Re: [PATCH 3/3] x86/fpu: Don't support kernel-mode FPU when irqs_disabled()
From: Ingo Molnar
Date: Mon May 19 2025 - 08:58:02 EST
* Ard Biesheuvel <ardb@xxxxxxxxxx> wrote:
> On Mon, 19 May 2025 at 10:06, Ingo Molnar <mingo@xxxxxxxxxx> wrote:
> >
> >
> > * Eric Biggers <ebiggers@xxxxxxxxxx> wrote:
> >
> > > > # echo PANIC > /sys/kernel/debug/provoke-crash/DIRECT
> > > >
> > > > Another case that likely executes with IRQs disabled (but I haven't
> > > > double checked) is reset_system(), which may return with an error, or
> > > > reboot/poweroff the machine and never return.
> > >
> > > That makes sense to me. preempt_disable() and preempt_enable() are already
> > > allowed when IRQs are disabled, and I'm not sure why local_bh_disable() and
> > > local_bh_enable() are different.
> >
> > Because local_bh_enable() may run softirq handlers immediately if
> > there's pending softirqs, which shouldn't be done in hardirq context.
> >
>
> Sure, but why is that mandatory?
>
>
> preempt_disable() has preempt_enable() and preempt_enable_no_resched()
> counterparts.
> [...] Could we have a local_bh_enable_no_xxx() version that
> re-enables async softirq processing on the current CPU but does not
> kick off a synchronous processing run?
Yes, that's what __local_bh_enable() does, but if used it for
kernel_fpu_end() we'd be introducing random softirq processing
latencies.
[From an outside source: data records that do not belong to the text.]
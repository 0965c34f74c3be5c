//! Application input records
//!
//! One [`ApplicationSpec`] per repository to process, read from the input
//! JSON array. Records are read-only for the whole run.

use std::path::Path;

use serde::{Deserialize, Serialize};
use tracing::{debug, info};

use crate::device::DeviceModel;
use crate::error::{Result, TesterError};

/// An application to clone, build, test and scan
#[derive(Debug, Clone, Default, PartialEq, Serialize, Deserialize)]
#[serde(default)]
pub struct ApplicationSpec {
    /// Repository name, also the clone directory name
    pub name: String,

    /// Clone URL
    pub url: String,

    /// Git ref to check out
    #[serde(rename = "ref")]
    pub git_ref: String,

    /// Makefile directory, relative to the clone
    pub build_path: String,

    /// Test directory, relative to the clone
    pub test_dir: String,

    /// Makefile parameter that selects a variant
    #[serde(skip_serializing_if = "Option::is_none")]
    pub variant_param: Option<String>,

    pub variants_nanos: Vec<String>,
    pub variants_nanosp: Vec<String>,
    pub variants_nanox: Vec<String>,
    pub variants_stax: Vec<String>,

    /// Devices excluded from the build stage
    pub build_blacklist: Vec<String>,

    /// Devices excluded from the test stage
    pub test_blacklist: Vec<String>,

    /// Devices the scan stage may run on
    pub scan_whitelist: Vec<String>,

    /// Extra arguments appended to `make`
    pub extra_flags: String,

    pub test_param_nanos: String,
    pub test_param_nanosp: String,
    pub test_param_nanox: String,
    pub test_param_stax: String,
}

impl ApplicationSpec {
    pub fn new(name: impl Into<String>) -> Self {
        Self {
            name: name.into(),
            build_path: ".".to_string(),
            test_dir: ".".to_string(),
            ..Default::default()
        }
    }

    /// Declared variants for a device, in declaration order
    pub fn variants(&self, model: DeviceModel) -> &[String] {
        match model {
            DeviceModel::Nanos => &self.variants_nanos,
            DeviceModel::Nanosp => &self.variants_nanosp,
            DeviceModel::Nanox => &self.variants_nanox,
            DeviceModel::Stax => &self.variants_stax,
        }
    }

    /// Device-specific extra arguments for the test runner
    pub fn test_params(&self, model: DeviceModel) -> &str {
        match model {
            DeviceModel::Nanos => &self.test_param_nanos,
            DeviceModel::Nanosp => &self.test_param_nanosp,
            DeviceModel::Nanox => &self.test_param_nanox,
            DeviceModel::Stax => &self.test_param_stax,
        }
    }

    pub fn is_build_blacklisted(&self, model: DeviceModel) -> bool {
        contains_device(&self.build_blacklist, model)
    }

    pub fn is_test_blacklisted(&self, model: DeviceModel) -> bool {
        contains_device(&self.test_blacklist, model)
    }

    pub fn is_scan_whitelisted(&self, model: DeviceModel) -> bool {
        contains_device(&self.scan_whitelist, model)
    }

    /// Makefile parameter, treating an empty string as absent
    pub fn variant_param(&self) -> Option<&str> {
        self.variant_param.as_deref().filter(|p| !p.is_empty())
    }

    pub fn build_path_or_default(&self) -> &str {
        if self.build_path.is_empty() {
            "."
        } else {
            &self.build_path
        }
    }

    pub fn test_dir_or_default(&self) -> &str {
        if self.test_dir.is_empty() {
            "."
        } else {
            &self.test_dir
        }
    }
}

fn contains_device(list: &[String], model: DeviceModel) -> bool {
    list.iter().any(|d| d == model.as_str())
}

/// Load the input application list
pub fn load_applications(path: &Path) -> Result<Vec<ApplicationSpec>> {
    if !path.exists() {
        return Err(TesterError::InputNotFound(path.to_path_buf()));
    }

    info!(path = %path.display(), "loading application list");
    let content = std::fs::read_to_string(path)?;
    let apps: Vec<ApplicationSpec> = serde_json::from_str(&content)?;
    debug!(count = apps.len(), "application list loaded");
    Ok(apps)
}

#[cfg(test)]
mod tests {
    use super::*;
    use tempfile::TempDir;

    const INPUT: &str = r#"[
      {
        "name": "app-boilerplate",
        "url": "https://github.com/LedgerHQ/app-boilerplate",
        "ref": "develop",
        "build_path": ".",
        "test_dir": "tests",
        "variant_param": "COIN",
        "variants_nanos": ["BOL", "BOL_TESTNET"],
        "variants_stax": ["BOL"],
        "build_blacklist": ["nanos"],
        "scan_whitelist": ["stax"],
        "test_param_nanox": "--golden_run",
        "owner": "LedgerHQ"
      }
    ]"#;

    #[test]
    fn test_parse_input_record() {
        let apps: Vec<ApplicationSpec> = serde_json::from_str(INPUT).unwrap();
        let app = &apps[0];

        assert_eq!(app.name, "app-boilerplate");
        assert_eq!(app.git_ref, "develop");
        assert_eq!(app.variant_param(), Some("COIN"));
        assert_eq!(app.variants(DeviceModel::Nanos), ["BOL", "BOL_TESTNET"]);
        assert!(app.variants(DeviceModel::Nanox).is_empty());
        assert!(app.is_build_blacklisted(DeviceModel::Nanos));
        assert!(!app.is_test_blacklisted(DeviceModel::Nanos));
        assert!(app.is_scan_whitelisted(DeviceModel::Stax));
        assert_eq!(app.test_params(DeviceModel::Nanox), "--golden_run");
        assert_eq!(app.test_params(DeviceModel::Stax), "");
    }

    #[test]
    fn test_missing_paths_default_to_clone_root() {
        let app: ApplicationSpec = serde_json::from_str(r#"{"name": "app"}"#).unwrap();
        assert_eq!(app.build_path_or_default(), ".");
        assert_eq!(app.test_dir_or_default(), ".");
        assert_eq!(app.variant_param(), None);
    }

    #[test]
    fn test_empty_variant_param_is_absent() {
        let app: ApplicationSpec =
            serde_json::from_str(r#"{"name": "app", "variant_param": ""}"#).unwrap();
        assert_eq!(app.variant_param(), None);
    }

    #[test]
    fn test_ref_key_round_trips() {
        let mut app = ApplicationSpec::new("app");
        app.git_ref = "main".to_string();
        let json = serde_json::to_value(&app).unwrap();
        assert_eq!(json["ref"], "main");
    }

    #[test]
    fn test_load_missing_input() {
        let temp = TempDir::new().unwrap();
        let err = load_applications(&temp.path().join("nope.json")).unwrap_err();
        assert!(matches!(err, TesterError::InputNotFound(_)));
    }

    #[test]
    fn test_load_input_file() {
        let temp = TempDir::new().unwrap();
        let path = temp.path().join("input.json");
        std::fs::write(&path, INPUT).unwrap();

        let apps = load_applications(&path).unwrap();
        assert_eq!(apps.len(), 1);
    }
}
The softirq execution model is for softirqs to be
immediately executed after local_bh_enable(), and various networking
code is tuned to that behavior.
You can try talking the networking folks into an asynchronous
local_bh_enable() executed on the next IRQ or the next scheduler tick
or so, but it's a non-trivial behavioral change. It would probably also
need user-return callback activation.
I'm pretty sure that the naive implementation would increase LAN ping
latencies by +4 msecs on a typical distro kernel.